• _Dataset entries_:
# # #

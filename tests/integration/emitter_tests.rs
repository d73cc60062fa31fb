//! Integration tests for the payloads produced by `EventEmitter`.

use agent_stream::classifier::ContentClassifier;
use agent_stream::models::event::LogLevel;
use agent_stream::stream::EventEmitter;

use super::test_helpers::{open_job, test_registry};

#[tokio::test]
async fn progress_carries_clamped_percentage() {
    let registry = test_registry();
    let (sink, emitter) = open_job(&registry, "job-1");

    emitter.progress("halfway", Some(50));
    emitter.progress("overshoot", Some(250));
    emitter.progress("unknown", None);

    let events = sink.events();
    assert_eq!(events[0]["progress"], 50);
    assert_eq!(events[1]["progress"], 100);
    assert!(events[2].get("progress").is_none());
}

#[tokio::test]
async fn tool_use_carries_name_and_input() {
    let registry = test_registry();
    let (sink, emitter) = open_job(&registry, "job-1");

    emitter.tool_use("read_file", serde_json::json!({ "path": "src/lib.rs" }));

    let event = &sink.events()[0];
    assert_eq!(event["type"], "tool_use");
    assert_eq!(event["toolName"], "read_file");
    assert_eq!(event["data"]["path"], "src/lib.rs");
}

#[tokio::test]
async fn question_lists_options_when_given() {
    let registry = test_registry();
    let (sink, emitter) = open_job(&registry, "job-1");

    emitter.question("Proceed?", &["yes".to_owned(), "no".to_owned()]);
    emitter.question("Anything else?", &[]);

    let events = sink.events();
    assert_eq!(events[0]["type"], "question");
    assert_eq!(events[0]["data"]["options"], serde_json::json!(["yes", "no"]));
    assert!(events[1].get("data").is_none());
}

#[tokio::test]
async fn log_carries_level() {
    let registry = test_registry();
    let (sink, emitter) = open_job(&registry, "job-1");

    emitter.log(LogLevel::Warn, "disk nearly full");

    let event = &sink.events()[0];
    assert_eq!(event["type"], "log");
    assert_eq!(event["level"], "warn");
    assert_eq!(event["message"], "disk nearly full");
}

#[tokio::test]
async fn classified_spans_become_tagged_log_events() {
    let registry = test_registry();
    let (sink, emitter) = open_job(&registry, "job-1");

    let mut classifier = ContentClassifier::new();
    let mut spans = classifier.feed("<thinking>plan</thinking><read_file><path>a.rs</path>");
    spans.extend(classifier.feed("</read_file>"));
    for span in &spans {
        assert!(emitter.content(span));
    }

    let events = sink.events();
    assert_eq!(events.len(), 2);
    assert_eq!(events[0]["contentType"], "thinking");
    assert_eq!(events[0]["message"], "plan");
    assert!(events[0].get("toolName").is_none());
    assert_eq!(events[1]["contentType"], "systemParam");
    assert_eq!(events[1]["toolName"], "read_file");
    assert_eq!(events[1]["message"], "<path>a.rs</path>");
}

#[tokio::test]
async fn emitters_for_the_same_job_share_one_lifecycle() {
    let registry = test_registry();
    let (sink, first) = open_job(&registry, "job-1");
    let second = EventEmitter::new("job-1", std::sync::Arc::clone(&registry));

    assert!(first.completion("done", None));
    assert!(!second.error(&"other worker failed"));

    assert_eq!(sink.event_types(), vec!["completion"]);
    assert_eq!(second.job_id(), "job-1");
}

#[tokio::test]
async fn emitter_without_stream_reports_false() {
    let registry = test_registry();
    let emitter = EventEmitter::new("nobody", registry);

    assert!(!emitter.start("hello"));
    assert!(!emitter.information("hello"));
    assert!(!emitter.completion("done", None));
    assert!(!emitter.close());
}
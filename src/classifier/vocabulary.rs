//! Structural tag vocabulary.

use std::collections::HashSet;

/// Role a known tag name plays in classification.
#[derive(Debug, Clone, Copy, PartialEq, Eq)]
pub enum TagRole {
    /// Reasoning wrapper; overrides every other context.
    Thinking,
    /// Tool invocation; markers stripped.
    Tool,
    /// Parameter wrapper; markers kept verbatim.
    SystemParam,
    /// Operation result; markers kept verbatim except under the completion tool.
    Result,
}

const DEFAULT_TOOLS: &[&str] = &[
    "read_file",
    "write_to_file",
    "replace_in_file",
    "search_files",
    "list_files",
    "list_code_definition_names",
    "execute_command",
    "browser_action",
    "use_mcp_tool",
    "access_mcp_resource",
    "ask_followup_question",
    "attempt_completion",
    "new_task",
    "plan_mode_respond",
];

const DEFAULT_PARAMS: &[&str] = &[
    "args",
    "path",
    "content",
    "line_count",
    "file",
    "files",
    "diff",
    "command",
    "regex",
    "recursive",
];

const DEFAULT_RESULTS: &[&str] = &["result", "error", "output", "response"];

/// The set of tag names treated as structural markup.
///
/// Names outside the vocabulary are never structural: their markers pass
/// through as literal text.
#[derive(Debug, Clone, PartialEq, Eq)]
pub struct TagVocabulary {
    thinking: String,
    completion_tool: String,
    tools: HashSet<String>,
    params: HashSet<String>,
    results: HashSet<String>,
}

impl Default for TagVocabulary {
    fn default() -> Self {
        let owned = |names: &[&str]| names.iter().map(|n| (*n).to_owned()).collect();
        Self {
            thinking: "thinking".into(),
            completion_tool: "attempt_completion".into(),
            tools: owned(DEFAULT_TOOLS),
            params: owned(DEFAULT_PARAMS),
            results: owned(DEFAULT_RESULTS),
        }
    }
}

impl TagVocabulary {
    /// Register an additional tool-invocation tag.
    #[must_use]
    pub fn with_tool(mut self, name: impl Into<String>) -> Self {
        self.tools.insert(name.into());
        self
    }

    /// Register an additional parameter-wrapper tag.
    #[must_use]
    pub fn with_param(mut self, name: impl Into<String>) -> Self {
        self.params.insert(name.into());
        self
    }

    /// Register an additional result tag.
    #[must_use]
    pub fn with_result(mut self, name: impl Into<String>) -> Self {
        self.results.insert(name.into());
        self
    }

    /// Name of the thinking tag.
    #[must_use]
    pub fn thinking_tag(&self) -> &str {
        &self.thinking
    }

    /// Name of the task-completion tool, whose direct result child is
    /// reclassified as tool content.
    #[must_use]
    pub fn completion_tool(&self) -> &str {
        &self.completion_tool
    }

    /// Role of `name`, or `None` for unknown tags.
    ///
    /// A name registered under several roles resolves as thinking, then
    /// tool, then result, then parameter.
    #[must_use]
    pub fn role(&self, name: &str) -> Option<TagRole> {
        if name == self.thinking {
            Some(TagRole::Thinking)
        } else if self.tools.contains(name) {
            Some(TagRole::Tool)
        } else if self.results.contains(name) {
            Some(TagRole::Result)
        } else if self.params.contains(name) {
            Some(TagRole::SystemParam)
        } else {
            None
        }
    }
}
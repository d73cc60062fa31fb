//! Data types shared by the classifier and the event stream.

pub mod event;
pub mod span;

# # #

• _PROBLEM REQUIREMENTS_: For this exercise, write out all of the data exactly.

• _COMPLETED EXERCISE_:
filename tests/integration/emitter_tests.rs
repository d73cc60062fa31fb
//! Integration tests for the payloads produced by `EventEmitter`.

use agent_stream::classifier::ContentClassifier;
use agent_stream::models::event::LogLevel;
use agent_stream::stream::EventEmitter;

use super::test_helpers::{open_job, test_registry};

#[tokio::test]
async fn progress_carries_clamped_percentage() {
    let registry = test_registry();
    let (sink, emitter) = open_job(&registry, "job-1");

    emitter.progress("halfway", Some(50));
    emitter.progress("overshoot", Some(250));
    emitter.progress("unknown", None);

    let events = sink.events();
    assert_eq!(events[0]["progress"], 50);
    assert_eq!(events[1]["progress"], 100);
    assert!(events[2].get("progress").is_none());
}

#[tokio::test]
async fn tool_use_carries_name_and_input() {
    let registry = test_registry();
    let (sink, emitter) = open_job(&registry, "job-1");

    emitter.tool_use("read_file", serde_json::json!({ "path": "src/lib.rs" }));

    let event = &sink.events()[0];
    assert_eq!(event["type"], "tool_use");
    assert_eq!(event["toolName"], "read_file");
    assert_eq!(event["data"]["path"], "src/lib.rs");
}

#[tokio::test]
async fn question_lists_options_when_given() {
    let registry = test_registry();
    let (sink, emitter) = open_job(&registry, "job-1");

    emitter.question("Proceed?", &["yes".to_owned(), "no".to_owned()]);
    emitter.question("Anything else?", &[]);

    let events = sink.events();
    assert_eq!(events[0]["type"], "question");
    assert_eq!(events[0]["data"]["options"], serde_json::json!(["yes", "no"]));
    assert!(events[1].get("data").is_none());
}

#[tokio::test]
async fn log_carries_level() {
    let registry = test_registry();
    let (sink, emitter) = open_job(&registry, "job-1");

    emitter.log(LogLevel::Warn, "disk nearly full");

    let event = &sink.events()[0];
    assert_eq!(event["type"], "log");
    assert_eq!(event["level"], "warn");
    assert_eq!(event["message"], "disk nearly full");
}

#[tokio::test]
async fn classified_spans_become_tagged_log_events() {
    let registry = test_registry();
    let (sink, emitter) = open_job(&registry, "job-1");

    let mut classifier = ContentClassifier::new();
    let mut spans = classifier.feed("<thinking>plan</thinking><read_file><path>a.rs</path>");
    spans.extend(classifier.feed("</read_file>"));
    for span in &spans {
        assert!(emitter.content(span));
    }

    let events = sink.events();
    assert_eq!(events.len(), 2);
    assert_eq!(events[0]["contentType"], "thinking");
    assert_eq!(events[0]["message"], "plan");
    assert!(events[0].get("toolName").is_none());
    assert_eq!(events[1]["contentType"], "systemParam");
    assert_eq!(events[1]["toolName"], "read_file");
    assert_eq!(events[1]["message"], "<path>a.rs</path>");
}

#[tokio::test]
async fn emitters_for_the_same_job_share_one_lifecycle() {
    let registry = test_registry();
    let (sink, first) = open_job(&registry, "job-1");
    let second = EventEmitter::new("job-1", std::sync::Arc::clone(&registry));

    assert!(first.completion("done", None));
    assert!(!second.error(&"other worker failed"));

    assert_eq!(sink.event_types(), vec!["completion"]);
    assert_eq!(second.job_id(), "job-1");
}

#[tokio::test]
async fn emitter_without_stream_reports_false() {
    let registry = test_registry();
    let emitter = EventEmitter::new("nobody", registry);

    assert!(!emitter.start("hello"));
    assert!(!emitter.information("hello"));
    assert!(!emitter.completion("done", None));
    assert!(!emitter.close());
}
filename src/classifier/vocabulary.rs
//! Structural tag vocabulary.

use std::collections::HashSet;

/// Role a known tag name plays in classification.
#[derive(Debug, Clone, Copy, PartialEq, Eq)]
pub enum TagRole {
    /// Reasoning wrapper; overrides every other context.
    Thinking,
    /// Tool invocation; markers stripped.
    Tool,
    /// Parameter wrapper; markers kept verbatim.
    SystemParam,
    /// Operation result; markers kept verbatim except under the completion tool.
    Result,
}

const DEFAULT_TOOLS: &[&str] = &[
    "read_file",
    "write_to_file",
    "replace_in_file",
    "search_files",
    "list_files",
    "list_code_definition_names",
    "execute_command",
    "browser_action",
    "use_mcp_tool",
    "access_mcp_resource",
    "ask_followup_question",
    "attempt_completion",
    "new_task",
    "plan_mode_respond",
];

const DEFAULT_PARAMS: &[&str] = &[
    "args",
    "path",
    "content",
    "line_count",
    "file",
    "files",
    "diff",
    "command",
    "regex",
    "recursive",
];

const DEFAULT_RESULTS: &[&str] = &["result", "error", "output", "response"];

/// The set of tag names treated as structural markup.
///
/// Names outside the vocabulary are never structural: their markers pass
/// through as literal text.
#[derive(Debug, Clone, PartialEq, Eq)]
pub struct TagVocabulary {
    thinking: String,
    completion_tool: String,
    tools: HashSet<String>,
    params: HashSet<String>,
    results: HashSet<String>,
}

impl Default for TagVocabulary {
    fn default() -> Self {
        let owned = |names: &[&str]| names.iter().map(|n| (*n).to_owned()).collect();
        Self {
            thinking: "thinking".into(),
            completion_tool: "attempt_completion".into(),
            tools: owned(DEFAULT_TOOLS),
            params: owned(DEFAULT_PARAMS),
            results: owned(DEFAULT_RESULTS),
        }
    }
}

impl TagVocabulary {
    /// Register an additional tool-invocation tag.
    #[must_use]
    pub fn with_tool(mut self, name: impl Into<String>) -> Self {
        self.tools.insert(name.into());
        self
    }

    /// Register an additional parameter-wrapper tag.
    #[must_use]
    pub fn with_param(mut self, name: impl Into<String>) -> Self {
        self.params.insert(name.into());
        self
    }

    /// Register an additional result tag.
    #[must_use]
    pub fn with_result(mut self, name: impl Into<String>) -> Self {
        self.results.insert(name.into());
        self
    }

    /// Name of the thinking tag.
    #[must_use]
    pub fn thinking_tag(&self) -> &str {
        &self.thinking
    }

    /// Name of the task-completion tool, whose direct result child is
    /// reclassified as tool content.
    #[must_use]
    pub fn completion_tool(&self) -> &str {
        &self.completion_tool
    }

    /// Role of `name`, or `None` for unknown tags.
    ///
    /// A name registered under several roles resolves as thinking, then
    /// tool, then result, then parameter.
    #[must_use]
    pub fn role(&self, name: &str) -> Option<TagRole> {
        if name == self.thinking {
            Some(TagRole::Thinking)
        } else if self.tools.contains(name) {
            Some(TagRole::Tool)
        } else if self.results.contains(name) {
            Some(TagRole::Result)
        } else if self.params.contains(name) {
            Some(TagRole::SystemParam)
        } else {
            None
        }
    }
}
repository d73cc60062fa31fb
//! Data types shared by the classifier and the event stream.

pub mod event;
pub mod span;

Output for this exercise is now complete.